MAN ALIVE:  Reading these posting sure makes me glad I live in Canada with our lovely medical care paid from our taxes.  I don't care cold it gets because I know if I need to see a doctor I don't have any bills to pay.  These posting are making think that some doctors sure are greedy for money.  They want all of your money and you can take out a 2nd or 3rd mortgage to pay them.  Put the Mafia in a better light.  Good system if you are military type or Big Shot Hollywood.  What about the majority of the population?  Are you suppose to die?  Doesn't sound fair to me but maybe I'm missing some information here?


----------



## Don M. (Jan 3, 2022)

Packerjohn said:


> MAN ALIVE:  Reading these posting sure makes me glad I live in Canada with our lovely medical care paid from our taxes.



If you research the statistics, it quickly becomes apparent that people in the U.S. pay almost Twice as much for healthcare, compared to most other nations.  Yet, in terms of quality of care, etc., we rank number 37....according to the WHO.  

I'm not a real fan of "Socialism", but Universal Healthcare is one area of that philosophy that our nation sorely needs to embrace, IMO.   Our "For Profit" system is Raping our people.  Sure, it would require more taxes, but compared to the current costs of maintaining all of our corporate health care and insurance systems, most of our people would get a nice pay raise.  

If you look up the top 10 highest paid Careers, 7 of them are in the Medical arena.  However, since our "Health Care Industry" is right at the top of donations to our political campaigns, I doubt we will see any meaningful changes in the foreseeable future.  

We used to have a "Medical Profession".  In the past few decades, that has become known as our "Health Care Industry".  They are finally telling us the truth....the Primary purpose of Any Industry is to Make Money,


----------



## Jeni (Jan 3, 2022)

Packerjohn said:


> MAN ALIVE:  Reading these posting sure makes me glad I live in Canada with our lovely medical care paid from our taxes.  I don't care cold it gets because I know if I need to see a doctor I don't have any bills to pay.  These posting are making think that some doctors sure are greedy for money.  They want all of your money and you can take out a 2nd or 3rd mortgage to pay them.  Put the Mafia in a better light.  Good system if you are military type or Big Shot Hollywood.  What about the majority of the population?  Are you suppose to die?  Doesn't sound fair to me but maybe I'm missing some information here?

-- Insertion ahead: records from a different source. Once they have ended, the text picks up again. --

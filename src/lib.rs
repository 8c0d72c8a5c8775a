pub mod optional;
pub mod json;
pub mod error;


pub use optional::*;
pub use error::OptionalError;
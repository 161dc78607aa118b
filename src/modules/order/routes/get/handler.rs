use super::service::service;
use crate::modules::auth::middleware::Auth;
use crate::types::Context;
use axum::{
    extract::{Path, State},
    response::IntoResponse,
};
use std::sync::Arc;

pub async fn handler(
    Path(id): Path<String>,
    State(ctx): State<Arc<Context>>,
    auth: Auth,
) -> impl IntoResponse {
    service(ctx, auth, id).await
}
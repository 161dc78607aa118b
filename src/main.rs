use tracing_subscriber::prelude::*;
use webshop_backend_rs::{app::App, types::Config};

fn init_tracing() {
    tracing_subscriber::registry()
        .with(tracing_subscriber::fmt::layer())
        .with(tracing_subscriber::EnvFilter::from_default_env())
        .init();
}

#[tokio::main]
async fn main() {
    init_tracing();

    let app = App::new(Config::default()).await;

    app.serve().await;
}
use argon2::{
    password_hash::{rand_core::OsRng, PasswordHash, PasswordHasher, PasswordVerifier, SaltString},
    Argon2,
};
use std::sync::Arc;

use super::repository::{self, Session};
use crate::types::Context;

pub enum Error {
    InvalidSession,
    UnexpectedError,
}

pub fn hash_password(password: &str) -> Result<String, Error> {
    let salt = SaltString::generate(&mut OsRng);

    Argon2::default()
        .hash_password(password.as_bytes(), &salt)
        .map(|hash| hash.to_string())
        .map_err(|err| {
            tracing::error!("Error occurred while trying to hash a password: {}", err);
            Error::UnexpectedError
        })
}

pub fn verify_password(password: &str, password_hash: &str) -> bool {
    match PasswordHash::new(password_hash) {
        Ok(parsed_hash) => Argon2::default()
            .verify_password(password.as_bytes(), &parsed_hash)
            .is_ok(),
        Err(err) => {
            tracing::error!("Stored password hash failed to parse: {}", err);
            false
        }
    }
}

pub async fn verify_access_token(ctx: Arc<Context>, token: String) -> Result<Session, Error> {
    repository::find_valid_by_id(&ctx.db_conn.pool, token)
        .await
        .map_err(|_| Error::UnexpectedError)?
        .ok_or(Error::InvalidSession)
}
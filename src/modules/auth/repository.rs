use chrono::NaiveDateTime;
use serde::Serialize;
use sqlx::PgExecutor;
use ulid::Ulid;

#[derive(Serialize, Clone, Debug, sqlx::FromRow)]
pub struct Session {
    pub id: String,
    pub user_id: String,
    pub created_at: NaiveDateTime,
    pub expires_at: NaiveDateTime,
}

#[derive(Debug)]
pub enum Error {
    UnexpectedError,
}

pub async fn create<'e, E: PgExecutor<'e>>(e: E, user_id: String) -> Result<Session, Error> {
    sqlx::query_as::<_, Session>(
        "
        INSERT INTO sessions (id, user_id, expires_at)
        VALUES ($1, $2, NOW() + INTERVAL '30 days')
        RETURNING *
        ",
    )
    .bind(Ulid::new().to_string())
    .bind(user_id.clone())
    .fetch_one(e)
    .await
    .map_err(|err| {
        tracing::error!(
            "Error occurred while trying to create a session for user {}: {}",
            user_id,
            err
        );
        Error::UnexpectedError
    })
}

pub async fn find_valid_by_id<'e, E: PgExecutor<'e>>(
    e: E,
    id: String,
) -> Result<Option<Session>, Error> {
    sqlx::query_as::<_, Session>("SELECT * FROM sessions WHERE id = $1 AND expires_at > NOW()")
        .bind(id)
        .fetch_optional(e)
        .await
        .map_err(|err| {
            tracing::error!("Error occurred while trying to fetch session: {}", err);
            Error::UnexpectedError
        })
}
pub mod repository;
mod routes;

pub use routes::get_router;
use axum::{
    extract::{Path, State},
    http::StatusCode,
    response::IntoResponse,
    routing::get,
    Json, Router,
};
use serde::Deserialize;
use serde_json::json;
use std::sync::Arc;
use validator::Validate;

use super::repository;
use crate::{
    modules::auth::{
        self,
        middleware::{AdminAuth, Auth},
    },
    types::Context,
    utils::{self, pagination::Pagination},
};

async fn get_users(
    State(ctx): State<Arc<Context>>,
    _: AdminAuth,
    pagination: Pagination,
) -> impl IntoResponse {
    match repository::find_many(&ctx.db_conn.pool, pagination.offset, pagination.limit).await {
        Ok((users, total)) => (
            StatusCode::OK,
            Json(json!(utils::pagination::Paginated::new(
                users,
                total,
                &pagination,
                "/users"
            ))),
        ),
        Err(_) => (
            StatusCode::INTERNAL_SERVER_ERROR,
            Json(json!({ "error": "Failed to fetch users" })),
        ),
    }
}

async fn get_user_by_id(
    Path(id): Path<String>,
    State(ctx): State<Arc<Context>>,
    _: AdminAuth,
) -> impl IntoResponse {
    match repository::find_by_id(&ctx.db_conn.pool, id).await {
        Ok(Some(user)) => (StatusCode::OK, Json(json!(user))),
        Ok(None) => (
            StatusCode::NOT_FOUND,
            Json(json!({ "error": "Item not found" })),
        ),
        Err(_) => (
            StatusCode::INTERNAL_SERVER_ERROR,
            Json(json!({ "error": "Failed to fetch user" })),
        ),
    }
}

#[derive(Deserialize)]
pub struct SetAdminPayload {
    admin: Option<bool>,
}

async fn update_user_by_id(
    Path(id): Path<String>,
    State(ctx): State<Arc<Context>>,
    _: AdminAuth,
    Json(payload): Json<SetAdminPayload>,
) -> impl IntoResponse {
    let is_admin = match payload.admin {
        Some(is_admin) => is_admin,
        None => {
            return (
                StatusCode::BAD_REQUEST,
                Json(json!([utils::validation::FieldError::new(
                    "admin",
                    "Patch must include an admin flag"
                )])),
            )
        }
    };

    match repository::set_admin_by_id(&ctx.db_conn.pool, id, is_admin).await {
        Ok(Some(user)) => (StatusCode::OK, Json(json!(user))),
        Ok(None) => (
            StatusCode::NOT_FOUND,
            Json(json!({ "error": "Item not found" })),
        ),
        Err(_) => (
            StatusCode::INTERNAL_SERVER_ERROR,
            Json(json!({ "error": "Failed to update user" })),
        ),
    }
}

async fn get_me(auth: Auth) -> impl IntoResponse {
    (StatusCode::OK, Json(json!(auth.user)))
}

#[derive(Deserialize, Validate)]
pub struct UpdateProfilePayload {
    #[validate(email(message = "Email must be a valid email address"))]
    email: Option<String>,
    #[validate(length(min = 8, message = "Password must be at least 8 characters"))]
    password: Option<String>,
}

async fn update_me(
    State(ctx): State<Arc<Context>>,
    auth: Auth,
    Json(payload): Json<UpdateProfilePayload>,
) -> impl IntoResponse {
    if let Err(errors) = payload.validate() {
        return utils::validation::into_response(errors);
    }

    let password_hash = match payload.password {
        Some(password) => match auth::service::hash_password(password.as_str()) {
            Ok(hash) => Some(hash),
            Err(_) => {
                return (
                    StatusCode::INTERNAL_SERVER_ERROR,
                    Json(json!({ "error": "Failed to update profile" })),
                )
            }
        },
        None => None,
    };

    match repository::update_by_id(
        &ctx.db_conn.pool,
        auth.user.id.clone(),
        repository::UpdateUserPayload {
            email: payload.email,
            password_hash,
        },
    )
    .await
    {
        Ok(Some(user)) => (StatusCode::OK, Json(json!(user))),
        Ok(None) => (
            StatusCode::NOT_FOUND,
            Json(json!({ "error": "Item not found" })),
        ),
        Err(_) => (
            StatusCode::INTERNAL_SERVER_ERROR,
            Json(json!({ "error": "Failed to update profile" })),
        ),
    }
}

pub fn get_router() -> Router<Arc<Context>> {
    Router::new()
        .route("/", get(get_users))
        .route("/me", get(get_me).patch(update_me))
        .route("/:id", get(get_user_by_id).patch(update_user_by_id))
}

The system here is overly problematic a great deal  is tied to CYA and lawsuits. 

Much like other service items a *Consumer* needs to at the very least ....ask more questions.
 Question what is this test or what is  that test is for?        what are treatment options?       estimates of costs.... other options 
We still have drug companies greasing the wheel to get dr to prescribe NEW expensive drugs...... even if a lower cost alternative was available etc.

The doctor is your employee not the other way around... 
like any business like plumber or mechanic some just do what needs to be done.................others wonder how much add on can they do. 

Some folks just say well "doctor said so"  ....no questions no second opinion etc.  Some doctors simply do not know what this or that cost if they look it up often in my experience they say "OH we can do this instead to see if that works first"

 In the posts above if a doctor asked can i have another person look at your chart to see if they have another view and you said OK then bill..... definitely not if they decided without you.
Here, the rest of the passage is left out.